Mothers recount losing friendships because of “prevailing stigma,” while others interviewed said “one of the things that hurt them the most was when their own family members lost sight of who their child really was. They seemed to only focus on the symptoms and behaviors of co-occurring disorders and often forgot about the true nature of the individual.”
While it is imperative for a mother to support her child through his or her treatment, it is important for a mother to have a life of her own. The authors list a number of support groups where mothers can meet and talk with others who are having similar experiences with their children. Many mothers talk about the importance of these support groups and the relief of being able to express themselves without feeling judged by others.
Some of these groups include the National Alliance on Mental Illness and Al-Anon, as well as parents’ groups provided by treatment centers. Most of the mothers that the authors interviewed began to see their experiences as a spiritual one.
“Faith and prayer were common coping tools for the moms that we interviewed,” the authors observed. “Being able to turn their fears and frustrations over to the God of their understanding sustained many of them through the difficult times on their journeys.”
Parents feel mortified when their well-behaved and excelling son or daughter turns into a grown child unable to cope with co-occurring disorders, as the community around them can make comments such as: “Johnny has always been good at sports and now all he cares about is getting high. What a waste. What a loser. What is wrong with the parents that they let them do that?”

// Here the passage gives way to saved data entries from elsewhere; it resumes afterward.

//! An established connection: a connected session, its attribute table and a
//! queue of its own, so that requests to different devices never wait on
//! each other.

use std::collections::HashMap;
use std::sync::atomic::{AtomicU16, Ordering};
use std::sync::{Arc, Mutex, RwLock, Weak};

use bytes::Bytes;
use tokio::runtime::Handle;
use tokio::sync::{watch, OnceCell};
use tracing::{debug, trace};
use uuid::Uuid;

use crate::gatt::{Characteristic, Descriptor, Services, MIN_MTU, MTU_ATT_OVERHEAD};
use crate::ops::descriptor::{ReadDescriptor, WriteDescriptor};
use crate::ops::discover::Discover;
use crate::ops::mtu::RequestMtu;
use crate::ops::read::ReadCharacteristic;
use crate::ops::subscribe::{Subscribe, Unsubscribe};
use crate::ops::write::WriteCharacteristic;
use crate::ops::{Notifications, OperationKind, OperationQueue};
use crate::result::{Error, Result};
use crate::session::{ConnectionState, EventSubscription, Session};
use crate::util::CompositeId;
use crate::Address;

type Registration = Arc<OnceCell<Notifications>>;

struct ConnectionInner {
    session: Arc<Session>,
    queue: OperationQueue,
    services: RwLock<Arc<Services>>,
    mtu: AtomicU16,
    subscriptions: Mutex<HashMap<CompositeId, Registration>>,
}

#[derive(Clone)]
pub struct Connection {
    inner: Arc<ConnectionInner>,
}

impl Connection {
    pub(crate) fn new(
        session: Arc<Session>,
        services: Services,
        queue_capacity: usize,
        runtime: &Handle,
    ) -> Self {
        let inner = Arc::new(ConnectionInner {
            queue: OperationQueue::new(queue_capacity, runtime),
            services: RwLock::new(Arc::new(services)),
            mtu: AtomicU16::new(MIN_MTU),
            subscriptions: Mutex::new(HashMap::new()),
            session,
        });

        let changes = inner.session.hub().service_changes();
        runtime.spawn(follow_service_changes(Arc::downgrade(&inner), changes));

        Connection { inner }
    }

    pub fn address(&self) -> Address {
        self.inner.session.address()
    }

    pub fn state(&self) -> ConnectionState {
        self.inner.session.state()
    }

    pub fn observe_state(&self) -> watch::Receiver<ConnectionState> {
        self.inner.session.observe_state()
    }

    pub fn is_connected(&self) -> bool {
        !self.inner.session.is_terminated() && self.state() == ConnectionState::Connected
    }

    #[cfg(test)]
    pub(crate) fn session(&self) -> &Arc<Session> {
        &self.inner.session
    }

    /// The attribute table as of the last discovery.
    pub fn services(&self) -> Arc<Services> {
        match self.inner.services.read() {
            Ok(services) => services.clone(),
            Err(poisoned) => poisoned.into_inner().clone(),
        }
    }

    /// Looks a characteristic up by UUID in any service.
    pub fn characteristic(&self, uuid: Uuid) -> Result<Characteristic> {
        self.services().characteristic(uuid).cloned()
    }

    pub async fn discover_services(&self) -> Result<Arc<Services>> {
        let services = self
            .inner
            .queue
            .schedule(Discover::new(self.inner.session.clone()))
            .single()
            .await?;

        let services = Arc::new(services);
        self.inner.store_services(services.clone());
        Ok(services)
    }

    pub async fn read(&self, characteristic: &Characteristic) -> Result<Bytes> {
        require(characteristic.is_readable(), OperationKind::ReadCharacteristic)?;

        self.inner
            .queue
            .schedule(ReadCharacteristic::new(
                self.inner.session.clone(),
                characteristic.clone(),
            ))
            .single()
            .await
    }

    /// Writes `value` and returns the value the peripheral acknowledged.
    pub async fn write(&self, characteristic: &Characteristic, value: impl Into<Bytes>) -> Result<Bytes> {
        require(characteristic.is_writable(), OperationKind::WriteCharacteristic)?;

        self.inner
            .queue
            .schedule(WriteCharacteristic::new(
                self.inner.session.clone(),
                characteristic.clone(),
                value.into(),
            ))
            .single()
            .await
    }

    /// Enables notifications for `characteristic`. Only the first call for a
    /// characteristic talks to the peripheral; every later one, concurrent
    /// or not, gets the same [`Notifications`].
    pub async fn subscribe(&self, characteristic: &Characteristic) -> Result<Notifications> {
        require(characteristic.is_notifiable(), OperationKind::Subscribe)?;

        let key = characteristic.id();
        let registration = self.inner.registration(key);

        let notifications = registration
            .get_or_try_init(|| async {
                debug!(address = %self.address(), characteristic = %key, "subscribing");
                self.inner
                    .queue
                    .schedule(Subscribe::new(
                        self.inner.session.clone(),
                        characteristic.clone(),
                    ))
                    .single()
                    .await
            })
            .await?;

        Ok(notifications.clone())
    }

    /// Disables notifications for `characteristic` and forgets its
    /// registration.
    pub async fn unsubscribe(&self, characteristic: &Characteristic) -> Result<()> {
        require(characteristic.is_notifiable(), OperationKind::Unsubscribe)?;

        self.inner.forget(characteristic.id());
        self.inner
            .queue
            .schedule(Unsubscribe::new(
                self.inner.session.clone(),
                characteristic.clone(),
            ))
            .single()
            .await
    }

    pub async fn read_descriptor(&self, descriptor: &Descriptor) -> Result<Bytes> {
        self.inner
            .queue
            .schedule(ReadDescriptor::new(
                self.inner.session.clone(),
                descriptor.clone(),
            ))
            .single()
            .await
    }

    pub async fn write_descriptor(&self, descriptor: &Descriptor, value: impl Into<Bytes>) -> Result<Bytes> {
        self.inner
            .queue
            .schedule(WriteDescriptor::new(
                self.inner.session.clone(),
                descriptor.clone(),
                value.into(),
            ))
            .single()
            .await
    }

    /// Negotiates the ATT MTU and returns the value the link settled on.
    pub async fn request_mtu(&self, mtu: u16) -> Result<u16> {
        let granted = self
            .inner
            .queue
            .schedule(RequestMtu::new(self.inner.session.clone(), mtu))
            .single()
            .await?;

        self.inner.mtu.store(granted.max(MIN_MTU), Ordering::SeqCst);
        Ok(granted)
    }

    pub fn mtu(&self) -> u16 {
        self.inner.mtu.load(Ordering::SeqCst)
    }

    /// Largest value that fits in a single write with the current MTU.
    pub fn max_write_payload(&self) -> usize {
        (self.mtu() - MTU_ATT_OVERHEAD) as usize
    }
}

impl ConnectionInner {
    fn store_services(&self, services: Arc<Services>) {
        match self.services.write() {
            Ok(mut current) => *current = services,
            Err(poisoned) => *poisoned.into_inner() = services,
        }
    }

    fn registration(&self, key: CompositeId) -> Registration {
        let mut subscriptions = match self.subscriptions.lock() {
            Ok(subscriptions) => subscriptions,
            Err(poisoned) => poisoned.into_inner(),
        };
        subscriptions.entry(key).or_default().clone()
    }

    fn forget(&self, key: CompositeId) {
        if let Ok(mut subscriptions) = self.subscriptions.lock() {
            subscriptions.remove(&key);
        }
    }
}

fn require(supported: bool, verb: OperationKind) -> Result<()> {
    if supported {
        Ok(())
    } else {
        Err(Error::gatt(verb))
    }
}

/// Keeps the attribute table current when the peripheral reports a change.
async fn follow_service_changes(
    inner: Weak<ConnectionInner>,
    mut changes: EventSubscription<Services>,
) {
    while let Ok(services) = changes.recv().await {
        match inner.upgrade() {
            Some(inner) => {
                trace!(address = %inner.session.address(), services = services.len(), "attribute table updated");
                inner.store_services(Arc::new(services));
            }
            None => return,
        }
    }
}

impl std::fmt::Debug for Connection {
    fn fmt(&self, f: &mut std::fmt::Formatter<'_>) -> std::fmt::Result {
        f.debug_struct("Connection")
            .field("address", &self.address())
            .field("state", &self.state())
            .field("mtu", &self.mtu())
            .finish()
    }
}
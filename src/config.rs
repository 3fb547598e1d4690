use std::time::Duration;

use serde::{Deserialize, Serialize};

use crate::transport::ScanSettings;

pub const DEFAULT_QUEUE_CAPACITY: usize = 100;
pub const DEFAULT_CONNECT_RETRIES: usize = 2;
pub const DEFAULT_CONNECT_TIMEOUT: Duration = Duration::from_secs(30);
/// First platform version on which scanning no longer needs location
/// services or location permissions.
pub const DEFAULT_LOCATION_WAIVER_VERSION: u32 = 31;

/// Tunables of a [`Client`](crate::Client) and the connections it opens.
#[derive(Debug, Clone, PartialEq, Eq, Serialize, Deserialize)]
#[serde(default)]
pub struct ClientConfig {
    /// How many operations may wait in each queue.
    pub queue_capacity: usize,
    /// Extra attempts at connect + discover after the first one fails.
    pub connect_retries: usize,
    /// Upper bound on [`Device::connect`](crate::Device::connect), retries
    /// included.
    pub connect_timeout: Duration,
    /// Let the driver connect whenever the peripheral becomes available
    /// instead of failing when it is not around.
    pub auto_connect: bool,
    pub location_waiver_version: u32,
    pub scan_settings: ScanSettings,
}

impl Default for ClientConfig {
    fn default() -> Self {
        ClientConfig {
            queue_capacity: DEFAULT_QUEUE_CAPACITY,
            connect_retries: DEFAULT_CONNECT_RETRIES,
            connect_timeout: DEFAULT_CONNECT_TIMEOUT,
            auto_connect: false,
            location_waiver_version: DEFAULT_LOCATION_WAIVER_VERSION,
            scan_settings: ScanSettings::default(),
        }
    }
}

impl ClientConfig {
    pub fn with_queue_capacity(mut self, capacity: usize) -> Self {
        self.queue_capacity = capacity;
        self
    }

    pub fn with_connect_retries(mut self, retries: usize) -> Self {
        self.connect_retries = retries;
        self
    }

    pub fn with_connect_timeout(mut self, timeout: Duration) -> Self {
        self.connect_timeout = timeout;
        self
    }

    pub fn with_auto_connect(mut self, auto_connect: bool) -> Self {
        self.auto_connect = auto_connect;
        self
    }

    pub fn with_location_waiver_version(mut self, version: u32) -> Self {
        self.location_waiver_version = version;
        self
    }

    pub fn with_scan_settings(mut self, settings: ScanSettings) -> Self {
        self.scan_settings = settings;
        self
    }
}
use std::hash::{Hash, Hasher};
use std::sync::{Arc, Mutex, MutexGuard, Weak};

use tokio::sync::watch;
use tracing::debug;

use crate::client::ClientInner;
use crate::connection::Connection;
use crate::connector;
use crate::ops::disconnect::Disconnect;
use crate::result::{Error, Result};
use crate::session::{ConnectionState, Session};
use crate::Address;

struct DeviceInner {
    address: Address,
    name: Mutex<Option<String>>,
    client: Weak<ClientInner>,
    session: Mutex<Arc<Session>>,
}

/// A peripheral known to a [`Client`](crate::Client). Two handles are equal
/// when they refer to the same address.
#[derive(Clone)]
pub struct Device {
    inner: Arc<DeviceInner>,
}

fn lock<T>(mutex: &Mutex<T>) -> MutexGuard<'_, T> {
    match mutex.lock() {
        Ok(guard) => guard,
        Err(poisoned) => poisoned.into_inner(),
    }
}

impl Device {
    pub(crate) fn new(address: Address, client: &Arc<ClientInner>) -> Self {
        Device {
            inner: Arc::new(DeviceInner {
                address,
                name: Mutex::new(None),
                client: Arc::downgrade(client),
                session: Mutex::new(client.open_session(address)),
            }),
        }
    }

    pub fn address(&self) -> Address {
        self.inner.address
    }

    /// The name last seen in an advertisement or looked up, if any.
    pub fn name(&self) -> Option<String> {
        lock(&self.inner.name).clone()
    }

    /// Asks the driver for the device name and remembers it.
    pub fn lookup_name(&self) -> Result<Option<String>> {
        let client = self.client()?;
        let name = client.transport.device_name(self.address())?;

        if name.is_some() {
            self.learn_name(name.clone());
        }
        Ok(name.or_else(|| self.name()))
    }

    pub(crate) fn learn_name(&self, name: Option<String>) {
        if let Some(name) = name {
            *lock(&self.inner.name) = Some(name);
        }
    }

    pub fn connection_state(&self) -> ConnectionState {
        self.session().state()
    }

    /// Follows the state of the current link to this device.
    pub fn observe_connection_state(&self) -> watch::Receiver<ConnectionState> {
        self.session().observe_state()
    }

    /// The session of this device. A handle whose session has ended picks up
    /// the live session another handle for the same address opened.
    pub(crate) fn session(&self) -> Arc<Session> {
        let current = self.current_session();
        if !current.is_terminated() {
            return current;
        }

        let shared = self
            .inner
            .client
            .upgrade()
            .and_then(|client| client.live_session(self.address()));
        match shared {
            Some(shared) => {
                self.adopt(shared.clone());
                shared
            }
            None => current,
        }
    }

    pub(crate) fn current_session(&self) -> Arc<Session> {
        lock(&self.inner.session).clone()
    }

    pub(crate) fn adopt(&self, session: Arc<Session>) {
        *lock(&self.inner.session) = session;
    }

    /// The current session if it is still usable, otherwise a new one.
    pub(crate) fn current_or_open(&self, client: &Arc<ClientInner>) -> Arc<Session> {
        let mut current = lock(&self.inner.session);
        if current.is_terminated() {
            debug!(address = %self.address(), "opening a new session");
            *current = client.open_session(self.address());
        }
        current.clone()
    }

    /// Whether both handles share the same state, not just the address.
    pub(crate) fn is_same(&self, other: &Device) -> bool {
        Arc::ptr_eq(&self.inner, &other.inner)
    }

    /// Connects and discovers services, or returns the existing connection
    /// if the device is still connected. Concurrent calls share one link.
    ///
    /// Fails with [`Error::Timeout`] if this takes longer than the
    /// configured connect timeout, waiting for other connects included.
    pub async fn connect(&self) -> Result<Connection> {
        let client = self.client()?;
        let timeout = client.config.connect_timeout;

        match tokio::time::timeout(timeout, self.connect_exclusive(&client)).await {
            Ok(result) => result,
            Err(_) => Err(Error::Timeout {
                address: self.address(),
                timeout,
            }),
        }
    }

    async fn connect_exclusive(&self, client: &Arc<ClientInner>) -> Result<Connection> {
        let _connecting = client.connecting.lock().await;
        if let Some(connection) = client.live_connection(self.address()) {
            debug!(address = %self.address(), "reusing connection");
            return Ok(connection);
        }

        let connection = connector::establish(client, self).await?;
        client.store_connection(connection.clone());
        Ok(connection)
    }

    /// Disconnects and releases the link. Succeeds if the device was not
    /// connected in the first place.
    pub async fn disconnect(&self) -> Result<()> {
        let client = self.client()?;
        client.forget_connection(self.address());

        client
            .queue
            .schedule(Disconnect::new(client.transport.clone(), self.session()))
            .single()
            .await
    }

    fn client(&self) -> Result<Arc<ClientInner>> {
        self.inner.client.upgrade().ok_or(Error::QueueClosed)
    }
}

impl PartialEq for Device {
    fn eq(&self, other: &Self) -> bool {
        self.address() == other.address()
    }
}

impl Eq for Device {}

impl Hash for Device {
    fn hash<H: Hasher>(&self, state: &mut H) {
        self.address().hash(state);
    }
}

impl std::fmt::Debug for Device {
    fn fmt(&self, f: &mut std::fmt::Formatter<'_>) -> std::fmt::Result {
        f.debug_struct("Device")
            .field("address", &self.address())
            .field("name", &self.name())
            .finish()
    }
}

Even if a parent does everything right, there are extreme situations in which Al-Anon calls the three Cs: You didn’t Cause it, you can’t Control it, and you can’t Cure it. As mothers “once paralyzed by embarrassment and shame,” begin to speak out and educate their families and friends about the “realities of co-occurring disorders,” they are quietly changing society’s views of how we think about these diseases.
As one mother recounted: “I felt so unprepared but found education to be the key in the journey. And other moms who are going through this need to remember to take care of themselves. Don’t isolate yourself, and find support from others who have gone on this same journey. Now, I share with friends and meditate. These tools have proven to be a huge help to me.”
Allison Plitt lives in Queens with her 12-year-old daughter and is a frequent contributor to this publication.